You can show that this is equivalent to the definition that $f$ is convex if and only if for all $x,y\in X$ and $\lambda\in[0,1]$ then $f(\lambda x+(1-\lambda)y) \preccurlyeq \lambda f(x) +(1-\lambda) f(y)$. This works only when $\preccurlyeq$ is a vector ordering

Here is the proof, since $(x_1,f(x_1))$ and $(x_2,f(x_2))$ are both in $\Gamma$ (that we suppose convex), let $\lambda\in[0,1]$, then $\lambda(x_1,f(x_1))+(1-\lambda)(x_2,f(x_2))$ is in $\Gamma$ and so $f(\lambda x_1+(1-\lambda)x_2)\preccurlyeq \lambda f(x_1)+(1-\lambda)f(x_2)$. Now suppose the second property holds, and let $(x_1,y_1)$ and $(x_2,y_2)$ both be in $\Gamma$, let also $\lambda\in[0,1]$, then $f(\lambda x_1+(1-\lambda)x_2)\preccurlyeq \lambda f(x_1)+ (1-\lambda)f(x_2)\preccurlyeq \lambda y_1+(1-\lambda)y_2$ (this last step uses the axioms of a vector ordering) this says that $\lambda[x_1,y_2]^T+(1-\lambda)[x_1,y_2]^T$ is in $\Gamma$ and proves its convexity according to the first criterion.

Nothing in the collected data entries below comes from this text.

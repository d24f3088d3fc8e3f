use ratatui::style::Color;

use crate::grid::{Cell, GRID_SIZE};
use crate::input::Heading;

/// Tick interval at the start of a session, in milliseconds.
pub const START_TICK_INTERVAL_MS: u64 = 150;

/// Tick interval floor, in milliseconds.
pub const MIN_TICK_INTERVAL_MS: u64 = 50;

/// Interval reduction applied at each speed-up, in milliseconds.
pub const TICK_INTERVAL_STEP_MS: u64 = 20;

/// Points granted per food eaten.
pub const POINTS_PER_FOOD: u32 = 10;

/// Score period between speed-ups.
pub const SPEED_UP_SCORE_STEP: u32 = 50;

/// Reference interval the displayed speed level is derived from.
pub const SPEED_LEVEL_BASE_MS: u64 = 200;

/// Interval span per displayed speed level step.
pub const SPEED_LEVEL_SPAN_MS: u64 = 15;

/// Starting snake segments, head first.
pub const START_SNAKE: [Cell; 3] = [
    Cell { x: 10, y: 10 },
    Cell { x: 9, y: 10 },
    Cell { x: 8, y: 10 },
];

/// Starting heading.
pub const START_HEADING: Heading = Heading::Right;

/// Starting food cell.
pub const START_FOOD: Cell = Cell { x: 15, y: 15 };

/// Minimum terminal width: board plus its border.
pub const MIN_TERMINAL_COLS: u16 = GRID_SIZE as u16 + 2;

/// Minimum terminal height: board, border, and the two HUD rows.
pub const MIN_TERMINAL_ROWS: u16 = GRID_SIZE as u16 + 2 + 2;

/// Solid block glyph for snake segments.
pub const GLYPH_SEGMENT: &str = "█";

/// Food marker glyph.
pub const GLYPH_FOOD: &str = "●";

/// Faint dot marking empty grid cells.
pub const GLYPH_GRID_DOT: &str = "·";

/// Color theme applied to all visual elements.
#[derive(Debug, Clone, Copy)]
pub struct Theme {
    pub name: &'static str,
    /// Bright color for the head segment.
    pub snake_head: Color,
    /// Body gradient endpoint nearest the head.
    pub snake_body_start: Color,
    /// Body gradient endpoint nearest the tail.
    pub snake_body_end: Color,
    pub food: Color,
    /// Background of the play field.
    pub field_bg: Color,
    /// Faint grid texture over the field.
    pub grid_line: Color,
    pub border: Color,
    pub hud_value: Color,
    pub hud_muted: Color,
    /// Banner title color for a lost session.
    pub banner_over: Color,
    /// Banner title color for pause and victory.
    pub banner_accent: Color,
}

/// Gold-and-red palette lifted from the hosting page: gold snake fading
/// into deep red, jade food, near-black field.
pub const THEME_GILDED: Theme = Theme {
    name: "Gilded",
    snake_head: Color::Rgb(255, 215, 0),
    snake_body_start: Color::Rgb(212, 175, 55),
    snake_body_end: Color::Rgb(200, 16, 46),
    food: Color::Rgb(0, 168, 107),
    field_bg: Color::Rgb(10, 10, 10),
    grid_line: Color::Rgb(26, 26, 26),
    border: Color::Rgb(212, 175, 55),
    hud_value: Color::Rgb(212, 175, 55),
    hud_muted: Color::DarkGray,
    banner_over: Color::Rgb(200, 16, 46),
    banner_accent: Color::Rgb(212, 175, 55),
};
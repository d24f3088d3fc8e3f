use rand::SeedableRng;
use rand::rngs::StdRng;

use crate::config::{
    MIN_TICK_INTERVAL_MS, POINTS_PER_FOOD, SPEED_LEVEL_BASE_MS, SPEED_LEVEL_SPAN_MS,
    SPEED_UP_SCORE_STEP, START_FOOD, START_HEADING, START_SNAKE, START_TICK_INTERVAL_MS,
    TICK_INTERVAL_STEP_MS,
};
use crate::food;
use crate::grid::{self, Cell};
use crate::input::{GameInput, Heading, heading_change_is_valid};
use crate::snake::Snake;

/// Current high-level gameplay state.
#[derive(Debug, Clone, Copy, Eq, PartialEq)]
pub enum GameStatus {
    Running,
    Paused,
    GameOver,
    Victory,
}

impl GameStatus {
    /// Returns true for the terminal states.
    #[must_use]
    pub fn is_over(self) -> bool {
        matches!(self, Self::GameOver | Self::Victory)
    }
}

/// Cause of a lost session, for the game-over banner.
#[derive(Debug, Clone, Copy, Eq, PartialEq)]
pub enum DeathReason {
    WallCollision,
    SelfCollision,
}

/// Result of one engine tick, surfaced so the driving loop can react.
#[derive(Debug, Clone, Copy, Eq, PartialEq)]
pub enum TickOutcome {
    /// Nothing happened: the session is paused or already finished.
    Skipped,
    /// Snake moved into a free cell.
    Moved,
    /// Snake ate food. `interval_changed` asks the scheduler to re-arm
    /// its timer with the new tick interval.
    Ate { interval_changed: bool },
    /// Snake filled the entire board.
    Won,
    /// Session ended with the given cause.
    Died(DeathReason),
}

/// Complete mutable game state for one session.
#[derive(Debug, Clone)]
pub struct GameState {
    pub snake: Snake,
    pub heading: Heading,
    pub food: Cell,
    pub score: u32,
    /// Current tick interval in milliseconds. The engine never arms a
    /// timer itself; the driving loop reads this after a tick reports
    /// `interval_changed`.
    pub interval_ms: u64,
    pub status: GameStatus,
    pub death_reason: Option<DeathReason>,
    rng: StdRng,
}

impl GameState {
    /// Creates a fresh session with entropy-seeded food placement.
    #[must_use]
    pub fn new() -> Self {
        Self::with_rng(StdRng::from_entropy())
    }

    /// Creates a deterministic session for tests and reproducible runs.
    #[must_use]
    pub fn new_with_seed(seed: u64) -> Self {
        Self::with_rng(StdRng::seed_from_u64(seed))
    }

    fn with_rng(rng: StdRng) -> Self {
        Self {
            snake: Snake::from_segments(START_SNAKE.to_vec()),
            heading: START_HEADING,
            food: START_FOOD,
            score: 0,
            interval_ms: START_TICK_INTERVAL_MS,
            status: GameStatus::Running,
            death_reason: None,
            rng,
        }
    }

    /// Reinitializes to the fixed starting values. The RNG stream
    /// continues, so food placement differs between sessions.
    pub fn reset(&mut self) {
        self.snake = Snake::from_segments(START_SNAKE.to_vec());
        self.heading = START_HEADING;
        self.food = START_FOOD;
        self.score = 0;
        self.interval_ms = START_TICK_INTERVAL_MS;
        self.status = GameStatus::Running;
        self.death_reason = None;
    }

    /// Advances the simulation by one gameplay tick.
    pub fn tick(&mut self) -> TickOutcome {
        if self.status != GameStatus::Running {
            return TickOutcome::Skipped;
        }

        let new_head = self.snake.head().offset(self.heading.delta());

        if !grid::in_bounds(new_head) {
            return self.die(DeathReason::WallCollision);
        }

        // Checked against the full pre-move body: the tail cell still
        // counts as occupied even though it is about to be vacated.
        if self.snake.occupies(new_head) {
            return self.die(DeathReason::SelfCollision);
        }

        if new_head == self.food {
            self.snake.advance(new_head, true);
            self.score += POINTS_PER_FOOD;

            if self.snake.len() == grid::CELL_COUNT {
                self.status = GameStatus::Victory;
                return TickOutcome::Won;
            }

            self.food = food::spawn(&mut self.rng, &self.snake);
            let interval_changed = self.maybe_speed_up();
            return TickOutcome::Ate { interval_changed };
        }

        self.snake.advance(new_head, false);
        TickOutcome::Moved
    }

    /// Replaces the heading read by the next tick.
    ///
    /// Silently ignored when the session is over or when the request
    /// stays on the axis currently in use. Accepted while paused.
    pub fn set_heading(&mut self, requested: Heading) {
        if self.status.is_over() {
            return;
        }

        if heading_change_is_valid(self.heading, requested) {
            self.heading = requested;
        }
    }

    /// Flips between Running and Paused; no-op once the session is over.
    pub fn toggle_pause(&mut self) {
        self.status = match self.status {
            GameStatus::Running => GameStatus::Paused,
            GameStatus::Paused => GameStatus::Running,
            other => other,
        };
    }

    /// Applies one external input event.
    pub fn apply_input(&mut self, input: GameInput) {
        match input {
            GameInput::Heading(heading) => self.set_heading(heading),
            GameInput::Pause => self.toggle_pause(),
            GameInput::Restart => self.reset(),
            GameInput::Quit => {}
        }
    }

    /// Derived display value: how fast the session currently runs.
    #[must_use]
    pub fn speed_level(&self) -> u32 {
        let gained = (SPEED_LEVEL_BASE_MS - self.interval_ms) as f32;
        (gained / SPEED_LEVEL_SPAN_MS as f32).round() as u32
    }

    fn die(&mut self, reason: DeathReason) -> TickOutcome {
        self.status = GameStatus::GameOver;
        self.death_reason = Some(reason);
        TickOutcome::Died(reason)
    }

    fn maybe_speed_up(&mut self) -> bool {
        if self.score % SPEED_UP_SCORE_STEP == 0 && self.interval_ms > MIN_TICK_INTERVAL_MS {
            self.interval_ms -= TICK_INTERVAL_STEP_MS;
            return true;
        }

        false
    }
}

impl Default for GameState {
    fn default() -> Self {
        Self::new()
    }
}
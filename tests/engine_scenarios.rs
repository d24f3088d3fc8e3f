use gilded_snake::config::MIN_TICK_INTERVAL_MS;
use gilded_snake::game::{DeathReason, GameState, GameStatus, TickOutcome};
use gilded_snake::grid::{self, Cell};
use gilded_snake::input::{Axis, GameInput, Heading};

#[test]
fn walking_onto_food_scores_and_relocates_it() {
    let mut state = GameState::new_with_seed(42);
    state.food = Cell { x: 15, y: 10 };

    // Four free steps from x=10, then the fifth tick lands on the food.
    for _ in 0..4 {
        assert_eq!(state.tick(), TickOutcome::Moved);
    }
    let outcome = state.tick();

    assert!(matches!(outcome, TickOutcome::Ate { .. }));
    assert_eq!(state.snake.head(), Cell { x: 15, y: 10 });
    assert_eq!(state.score, 10);
    assert_eq!(state.snake.len(), 4);
    assert!(grid::in_bounds(state.food));
    assert!(!state.snake.occupies(state.food));
}

#[test]
fn driving_into_the_wall_ends_the_session_for_good() {
    let mut state = GameState::new_with_seed(43);

    // Head starts at x=10 heading right; nine ticks reach the last column.
    for _ in 0..9 {
        assert_eq!(state.tick(), TickOutcome::Moved);
    }
    assert_eq!(state.snake.head(), Cell { x: 19, y: 10 });

    assert_eq!(state.tick(), TickOutcome::Died(DeathReason::WallCollision));
    assert_eq!(state.status, GameStatus::GameOver);

    // Further ticks are no-ops with the snake unchanged.
    let segments: Vec<Cell> = state.snake.segments().copied().collect();
    assert_eq!(state.tick(), TickOutcome::Skipped);
    assert_eq!(state.tick(), TickOutcome::Skipped);
    let unchanged: Vec<Cell> = state.snake.segments().copied().collect();
    assert_eq!(segments, unchanged);
}

#[test]
fn reversal_request_keeps_the_snake_on_course() {
    let mut state = GameState::new_with_seed(44);

    state.apply_input(GameInput::Heading(Heading::Left));
    state.tick();

    assert_eq!(state.heading, Heading::Right);
    assert_eq!(state.snake.head(), Cell { x: 11, y: 10 });
}

#[test]
fn pause_input_is_dead_after_game_over() {
    let mut state = GameState::new_with_seed(45);
    while state.status == GameStatus::Running {
        state.tick();
    }
    assert_eq!(state.status, GameStatus::GameOver);

    state.apply_input(GameInput::Pause);

    assert_eq!(state.status, GameStatus::GameOver);
}

#[test]
fn interval_steps_down_at_every_fifty_point_crossing() {
    let mut state = GameState::new_with_seed(46);

    // Five foods along the starting row: 50 points, one 20 ms step.
    for i in 0..5 {
        state.food = state.snake.head().offset(state.heading.delta());
        let outcome = state.tick();
        assert_eq!(
            outcome,
            TickOutcome::Ate {
                interval_changed: i == 4
            }
        );
    }
    assert_eq!(state.score, 50);
    assert_eq!(state.interval_ms, 130);

    // Five more down the column: the next step lands exactly at 100.
    state.apply_input(GameInput::Heading(Heading::Down));
    for i in 0..5 {
        state.food = state.snake.head().offset(state.heading.delta());
        let outcome = state.tick();
        assert_eq!(
            outcome,
            TickOutcome::Ate {
                interval_changed: i == 4
            }
        );
    }
    assert_eq!(state.score, 100);
    assert_eq!(state.interval_ms, 110);
}

#[test]
fn greedy_chase_upholds_the_standing_invariants() {
    let mut state = GameState::new_with_seed(47);
    let mut last_interval = state.interval_ms;
    let mut last_len = state.snake.len();

    for _ in 0..5000 {
        if state.status.is_over() {
            break;
        }

        state.set_heading(chase_heading(&state));
        state.tick();

        for segment in state.snake.segments() {
            assert!(grid::in_bounds(*segment));
        }
        assert!(!state.snake.occupies(state.food));
        assert_eq!(state.score % 10, 0);
        assert!(state.interval_ms <= last_interval);
        assert!(state.interval_ms >= MIN_TICK_INTERVAL_MS);
        let len = state.snake.len();
        assert!(len == last_len || len == last_len + 1);

        last_interval = state.interval_ms;
        last_len = len;
    }

    // The staircase chase reaches the first food unobstructed, so the
    // sweep always covers at least one growth step.
    assert!(state.score >= 10);
}

/// Steers toward the food, one axis at a time. Same-axis requests are
/// silently rejected by the engine, which is exactly the behavior under
/// test; when already aligned, the current heading is re-submitted and
/// ignored.
fn chase_heading(state: &GameState) -> Heading {
    let head = state.snake.head();
    let food = state.food;

    if state.heading.axis() == Axis::Vertical {
        if food.x < head.x {
            Heading::Left
        } else if food.x > head.x {
            Heading::Right
        } else {
            state.heading
        }
    } else if food.y < head.y {
        Heading::Up
    } else if food.y > head.y {
        Heading::Down
    } else {
        state.heading
    }
}
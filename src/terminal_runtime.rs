use std::io;

use crossterm::cursor::{Hide, Show};
use crossterm::execute;
use crossterm::terminal::{
    EnterAlternateScreen, LeaveAlternateScreen, disable_raw_mode, enable_raw_mode, size,
};
use ratatui::Terminal;
use ratatui::backend::CrosstermBackend;

use crate::config::{MIN_TERMINAL_COLS, MIN_TERMINAL_ROWS};
use crate::error::AppError;

/// Concrete terminal type used by the runtime.
pub type AppTerminal = Terminal<CrosstermBackend<io::Stdout>>;

/// Owns terminal lifecycle (raw mode + alternate screen) for one run.
///
/// Restores the terminal best-effort on drop; `install_panic_hook` covers
/// the panic path, where drop order is not guaranteed to run first.
pub struct TerminalSession {
    terminal: AppTerminal,
}

impl TerminalSession {
    /// Validates the window size, then enters raw mode and the alternate
    /// screen.
    pub fn enter() -> Result<Self, AppError> {
        let (cols, rows) = size()?;
        if cols < MIN_TERMINAL_COLS || rows < MIN_TERMINAL_ROWS {
            return Err(AppError::TerminalTooSmall { cols, rows });
        }

        enable_raw_mode()?;

        let mut stdout = io::stdout();
        if let Err(error) = execute!(stdout, EnterAlternateScreen, Hide) {
            let _ = disable_raw_mode();
            return Err(error.into());
        }

        match Terminal::new(CrosstermBackend::new(stdout)) {
            Ok(terminal) => Ok(Self { terminal }),
            Err(error) => {
                restore_terminal_best_effort();
                Err(error.into())
            }
        }
    }

    /// Returns mutable access to the inner ratatui terminal.
    pub fn terminal_mut(&mut self) -> &mut AppTerminal {
        &mut self.terminal
    }
}

impl Drop for TerminalSession {
    fn drop(&mut self) {
        restore_terminal_best_effort();
    }
}

/// Chains a terminal restore in front of the default panic handler so a
/// panic message is readable instead of lost to the alternate screen.
pub fn install_panic_hook() {
    let default_hook = std::panic::take_hook();

    std::panic::set_hook(Box::new(move |panic_info| {
        restore_terminal_best_effort();
        default_hook(panic_info);
    }));
}

fn restore_terminal_best_effort() {
    let _ = disable_raw_mode();
    let mut stdout = io::stdout();
    let _ = execute!(stdout, Show, LeaveAlternateScreen);
}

For the vector ordering proposed above $x\preccurlyeq y$ if $x_i\leq y_i$ for all $i$, this is equivalent to having convexity of all $f_i$ where $f(x)=[f_1(x),\dots,f_n(x)]^T$. Also note that there are some notion of subgradients, and almost everything we have in convex optimization, We however lose the notion of minimum in general, but you can define some other type of minimality such as $x$ attains a minimum if for all $y$ such that $f(y)\preccurlyeq f(x)$, we have $f(x)\preccurlyeq f(y)$ and you can do things like gradient descent to get to such a minimum.

This finds some nice application in multiobjective optimization, on my side I am very interested in such optimization when the objective space has and infinite amount of dimensions (but still is partially ordered).